On pourrait vous parler de la réalisation cinématographique de Frank Darabont (Les Evadés, La ligne verte, La Brume), avec certains plans à réveiller les morts. De la bande son, ultra-minimale et efficace. De certaines scènes choc, comme celle d'ouverture, qui voit Grimes dégommer à bout portant la tête d'une petite fille zombie. Ou encore du feeling d'être devant un film de George Romero, ambiance western apocalyptique. Mais tout comme Battlestar Galactica était avant tout un grand drama –qui avait pour particularité de se dérouler dans l'espace– The Walking Dead est d'abord une grande série sur des survivants, âpre et sans concession. Il se trouve juste qu'il y a des zombies dedans.

On n'a pas aimé
Allez, histoire de chercher des poux, le cast. Hormis le héros (le British Andrew Lincoln, parfait), le reste sent un peu la série B, avec Sarah Wayne Callies (Prison Break), John Berntal (Eastwick) et Lennie James (Jericho). Par moments, The Walking Dead peut choquer.
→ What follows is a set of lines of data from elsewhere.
//! Board adapters: button/LED GPIO and the VBAT gauge.

use core::sync::atomic::{AtomicU16, Ordering};

use defmt::{debug, info};
use embassy_nrf::saadc::Saadc;
use embassy_time::{Duration, Timer};
use embedded_hal::digital::{InputPin, OutputPin};
use printer_remote::battery::{adc_to_millivolts, millivolts_to_percent};
use printer_remote::config::BATTERY_SAMPLE_INTERVAL_MS;
use printer_remote::platform::{BatteryMonitor, DigitalIo, Level, PinId};

/// Latest VBAT reading in millivolts, 0 until the first sample.
static BATTERY_MV: AtomicU16 = AtomicU16::new(0);

/// [`DigitalIo`] over the configured button inputs and the LED output.
pub struct BoardIo<I, O, const N: usize> {
    inputs: [(PinId, I); N],
    led: (PinId, O),
}

impl<I, O, const N: usize> BoardIo<I, O, N>
where
    I: InputPin,
    O: OutputPin,
{
    pub fn new(inputs: [(PinId, I); N], led: (PinId, O)) -> Self {
        Self { inputs, led }
    }
}

impl<I, O, const N: usize> DigitalIo for BoardIo<I, O, N>
where
    I: InputPin,
    O: OutputPin,
{
    fn read_pin(&mut self, pin: PinId) -> Level {
        // Unknown pins and read errors count as released (pulled up).
        self.inputs
            .iter_mut()
            .find(|(id, _)| *id == pin)
            .and_then(|(_, input)| input.is_high().ok())
            .map_or(Level::High, Level::from)
    }

    fn write_pin(&mut self, pin: PinId, level: Level) {
        let (id, led) = &mut self.led;
        if *id != pin {
            return;
        }
        let _ = match level {
            Level::High => led.set_high(),
            Level::Low => led.set_low(),
        };
    }
}

/// [`BatteryMonitor`] reading the value kept fresh by [`battery_task`].
pub struct BatteryGauge;

impl BatteryMonitor for BatteryGauge {
    fn level_percent(&mut self) -> Option<u8> {
        match BATTERY_MV.load(Ordering::Relaxed) {
            0 => None,
            mv => Some(millivolts_to_percent(mv)),
        }
    }
}

/// Samples the VBAT divider periodically.
#[embassy_executor::task]
pub async fn battery_task(mut saadc: Saadc<'static, 1>) -> ! {
    saadc.calibrate().await;
    info!("SAADC calibrated");

    loop {
        let mut buf = [0i16; 1];
        saadc.sample(&mut buf).await;
        let mv = adc_to_millivolts(buf[0]);
        BATTERY_MV.store(mv, Ordering::Relaxed);
        debug!("VBAT {} mV", mv);

        Timer::after(Duration::from_millis(u64::from(BATTERY_SAMPLE_INTERVAL_MS))).await;
    }
}
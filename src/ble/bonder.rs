//! Single-peer Just-Works bonding.
//!
//! The remote pairs with one host. A new bond replaces the old one, and
//! every change (keys or CCCD state) is published on [`BOND_UPDATES`] for
//! the storage task to persist.

use core::cell::RefCell;

use defmt::{info, warn};
use embassy_sync::blocking_mutex::raw::CriticalSectionRawMutex;
use embassy_sync::signal::Signal;
use heapless::Vec;
use nrf_softdevice::ble::gatt_server;
use nrf_softdevice::ble::security::{IoCapabilities, SecurityHandler};
use nrf_softdevice::ble::{
    Address, AddressType, Connection, EncryptionInfo, IdentityKey, IdentityResolutionKey,
    MasterId, SecurityMode,
};
use nrf_softdevice::raw;
use printer_remote::bond::{BondRecord, MAX_SYS_ATTRS_LEN};

/// Latest bond to persist.
pub static BOND_UPDATES: Signal<CriticalSectionRawMutex, BondRecord> = Signal::new();

#[derive(Clone, Copy)]
struct Peer {
    master_id: MasterId,
    key: EncryptionInfo,
    peer_id: IdentityKey,
}

pub struct Bonder {
    peer: RefCell<Option<Peer>>,
    sys_attrs: RefCell<Vec<u8, MAX_SYS_ATTRS_LEN>>,
}

impl Bonder {
    pub fn new() -> Self {
        Self {
            peer: RefCell::new(None),
            sys_attrs: RefCell::new(Vec::new()),
        }
    }

    /// Restore the bond loaded from flash at boot.
    pub fn restore(&self, record: &BondRecord) {
        let irk = IdentityResolutionKey::from_raw(raw::ble_gap_irk_t { irk: record.irk });
        let addr = Address::new(address_type_from_u8(record.addr_type), record.addr);

        *self.peer.borrow_mut() = Some(Peer {
            master_id: MasterId {
                ediv: record.ediv,
                rand: record.rand,
            },
            key: EncryptionInfo {
                ltk: record.ltk,
                flags: record.ltk_flags,
            },
            peer_id: IdentityKey { irk, addr },
        });
        *self.sys_attrs.borrow_mut() = record.sys_attrs.clone();
        info!("Bond restored");
    }

    /// Snapshot of the current bond, if any.
    pub fn record(&self) -> Option<BondRecord> {
        let peer = (*self.peer.borrow())?;
        Some(BondRecord {
            ediv: peer.master_id.ediv,
            rand: peer.master_id.rand,
            ltk: peer.key.ltk,
            ltk_flags: peer.key.flags,
            irk: peer.peer_id.irk.as_raw().irk,
            addr_type: address_type_to_u8(peer.peer_id.addr.address_type()),
            addr: peer.peer_id.addr.bytes(),
            sys_attrs: self.sys_attrs.borrow().clone(),
        })
    }

    fn is_bonded_peer(&self, conn: &Connection) -> bool {
        self.peer
            .borrow()
            .as_ref()
            .map_or(false, |p| p.peer_id.is_match(conn.peer_address()))
    }

    fn publish(&self) {
        if let Some(record) = self.record() {
            BOND_UPDATES.signal(record);
        }
    }
}

impl SecurityHandler for Bonder {
    fn io_capabilities(&self) -> IoCapabilities {
        IoCapabilities::None
    }

    fn can_bond(&self, _conn: &Connection) -> bool {
        true
    }

    fn on_bonded(
        &self,
        _conn: &Connection,
        master_id: MasterId,
        key: EncryptionInfo,
        peer_id: IdentityKey,
    ) {
        info!("Bonded with host");
        *self.peer.borrow_mut() = Some(Peer {
            master_id,
            key,
            peer_id,
        });
        // A new host starts without subscriptions.
        self.sys_attrs.borrow_mut().clear();
        self.publish();
    }

    fn get_key(&self, _conn: &Connection, master_id: MasterId) -> Option<EncryptionInfo> {
        self.peer
            .borrow()
            .as_ref()
            .and_then(|p| (p.master_id == master_id).then_some(p.key))
    }

    fn on_security_update(&self, _conn: &Connection, mode: SecurityMode) {
        info!("BLE security mode updated: {}", mode);
    }

    fn save_sys_attrs(&self, conn: &Connection) {
        if !self.is_bonded_peer(conn) {
            return;
        }

        let mut buf = [0u8; MAX_SYS_ATTRS_LEN];
        match gatt_server::get_sys_attrs(conn, &mut buf) {
            Ok(len) => {
                let mut attrs = self.sys_attrs.borrow_mut();
                if attrs.as_slice() == &buf[..len] {
                    return;
                }
                attrs.clear();
                let _ = attrs.extend_from_slice(&buf[..len]);
            }
            Err(_) => {
                warn!("Could not read system attributes");
                return;
            }
        }
        self.publish();
    }

    fn load_sys_attrs(&self, conn: &Connection) {
        let attrs = self.sys_attrs.borrow();
        let stored = (self.is_bonded_peer(conn) && !attrs.is_empty()).then_some(attrs.as_slice());
        if gatt_server::set_sys_attrs(conn, stored).is_err() {
            warn!("Could not restore system attributes");
        }
    }
}

fn address_type_to_u8(t: AddressType) -> u8 {
    match t {
        AddressType::Public => 0,
        AddressType::RandomStatic => 1,
        AddressType::RandomPrivateResolvable => 2,
        AddressType::RandomPrivateNonResolvable => 3,
        AddressType::Anonymous => 4,
    }
}

fn address_type_from_u8(b: u8) -> AddressType {
    match b {
        0 => AddressType::Public,
        2 => AddressType::RandomPrivateResolvable,
        3 => AddressType::RandomPrivateNonResolvable,
        4 => AddressType::Anonymous,
        _ => AddressType::RandomStatic,
    }
}
//! Connection indicator LED.
//!
//! One short pulse per blink interval: every second while looking for a
//! host, every ten seconds once paired. The LED is dark while asleep.
//! Nothing here waits; each call compares elapsed time against the
//! interval and only touches the pin when the wanted level changes.

use crate::config::{
    CONNECTED_BLINK_INTERVAL_MS, CONNECTING_BLINK_INTERVAL_MS, CONNECTION_BLINK_ON_DURATION_MS,
};
use crate::platform::{DigitalIo, Level, PinId};
use crate::time::{elapsed, Millis};

/// Blink interval for the given connection state.
pub const fn blink_interval(connected: bool) -> Millis {
    if connected {
        CONNECTED_BLINK_INTERVAL_MS
    } else {
        CONNECTING_BLINK_INTERVAL_MS
    }
}

/// Wanted LED level `since_cycle_start` ms into a blink cycle.
pub const fn pulse_level(since_cycle_start: Millis) -> Level {
    if since_cycle_start <= CONNECTION_BLINK_ON_DURATION_MS {
        Level::High
    } else {
        Level::Low
    }
}

#[derive(Debug)]
pub struct IndicatorScheduler {
    pin: PinId,
    /// Last level written to the pin.
    level: Level,
    /// Start of the current blink cycle.
    cycle_start: Millis,
}

impl IndicatorScheduler {
    pub const fn new(pin: PinId, now: Millis) -> Self {
        Self {
            pin,
            level: Level::Low,
            cycle_start: now,
        }
    }

    pub fn level(&self) -> Level {
        self.level
    }

    pub fn cycle_start(&self) -> Millis {
        self.cycle_start
    }

    /// Advance the blink schedule. Returns the new level if the pin was written.
    ///
    /// The elapsed time is taken before a due cycle is re-armed, so the
    /// re-arming iteration itself stays dark and the pulse starts on the
    /// next one. Each interval therefore produces exactly one pulse.
    pub fn update<D: DigitalIo>(&mut self, now: Millis, connected: bool, io: &mut D) -> Option<Level> {
        let since = elapsed(now, self.cycle_start);
        if since >= blink_interval(connected) {
            self.cycle_start = now;
        }
        self.set(pulse_level(since), io)
    }

    /// Drive the pin to `level` unless it is already there.
    pub fn set<D: DigitalIo>(&mut self, level: Level, io: &mut D) -> Option<Level> {
        if level == self.level {
            return None;
        }
        self.level = level;
        io.write_pin(self.pin, level);
        Some(level)
    }

    /// Write the current level unconditionally (power-on pin setup).
    pub fn sync<D: DigitalIo>(&self, io: &mut D) {
        io.write_pin(self.pin, self.level);
    }

    /// Start a new blink cycle at `now`.
    pub fn restart(&mut self, now: Millis) {
        self.cycle_start = now;
    }
}
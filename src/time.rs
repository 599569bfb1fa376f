//! Millisecond timebase shared by every component of the control loop.
//!
//! Timestamps come from a free-running counter that wraps, so durations are
//! always computed with wrapping subtraction and never by comparing absolute
//! values.

/// Milliseconds from the monotonic clock, truncated to 32 bits.
pub type Millis = u32;

/// Time elapsed from `earlier` to `now`, correct across counter wraparound.
pub const fn elapsed(now: Millis, earlier: Millis) -> Millis {
    now.wrapping_sub(earlier)
}

/// A `(last event, interval)` pair compared against the current time.
#[derive(Clone, Copy, Debug, PartialEq, Eq)]
#[cfg_attr(feature = "defmt", derive(defmt::Format))]
pub struct IntervalTimer {
    last: Millis,
    interval: Millis,
}

impl IntervalTimer {
    pub const fn new(interval: Millis) -> Self {
        Self { last: 0, interval }
    }

    /// Create a timer whose last event is `now`.
    pub const fn armed_at(now: Millis, interval: Millis) -> Self {
        Self {
            last: now,
            interval,
        }
    }

    pub const fn last(&self) -> Millis {
        self.last
    }

    pub fn elapsed(&self, now: Millis) -> Millis {
        elapsed(now, self.last)
    }

    /// `true` once at least `interval` has passed since the last event.
    pub fn is_due(&self, now: Millis) -> bool {
        self.elapsed(now) >= self.interval
    }

    /// Record an event at `now`.
    pub fn rearm(&mut self, now: Millis) {
        self.last = now;
    }
}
La violence n'est jamais magnifiée mais on voit des tripes à l'air et des têtes qui explosent comme des citrouilles d'Halloween trop mûres. Ne parlons pas du pauvre cheval à la fin. Pour les estomacs fragiles, mieux vaut éviter de manger des spaghetti en même temps.

La réplique qui tue

«Little girl. Little Girl, Little Girl, don't be affraid». «MouaaaAAaaa»

A noter
The Walking Dead n'est pas un plagiat de 28 jours plus tard. On répète, The Walking Dead n'est pas un plagiat de 28 jours plus tard. La série est adaptée d'un comics culte de Robert Kirkman, très impliqué sur le projet. Les deux scenarii ont simplement été écrits quasi en même temps.

Les maquillages, c'est Greg Nicotero, qui a bossé sur la plupart des films de zombies de Romero. En plus de Darabont, Gale Anne Hurd complète la dream team (productrice sur quelques petits films comme Aliens, Terminator et Abyss).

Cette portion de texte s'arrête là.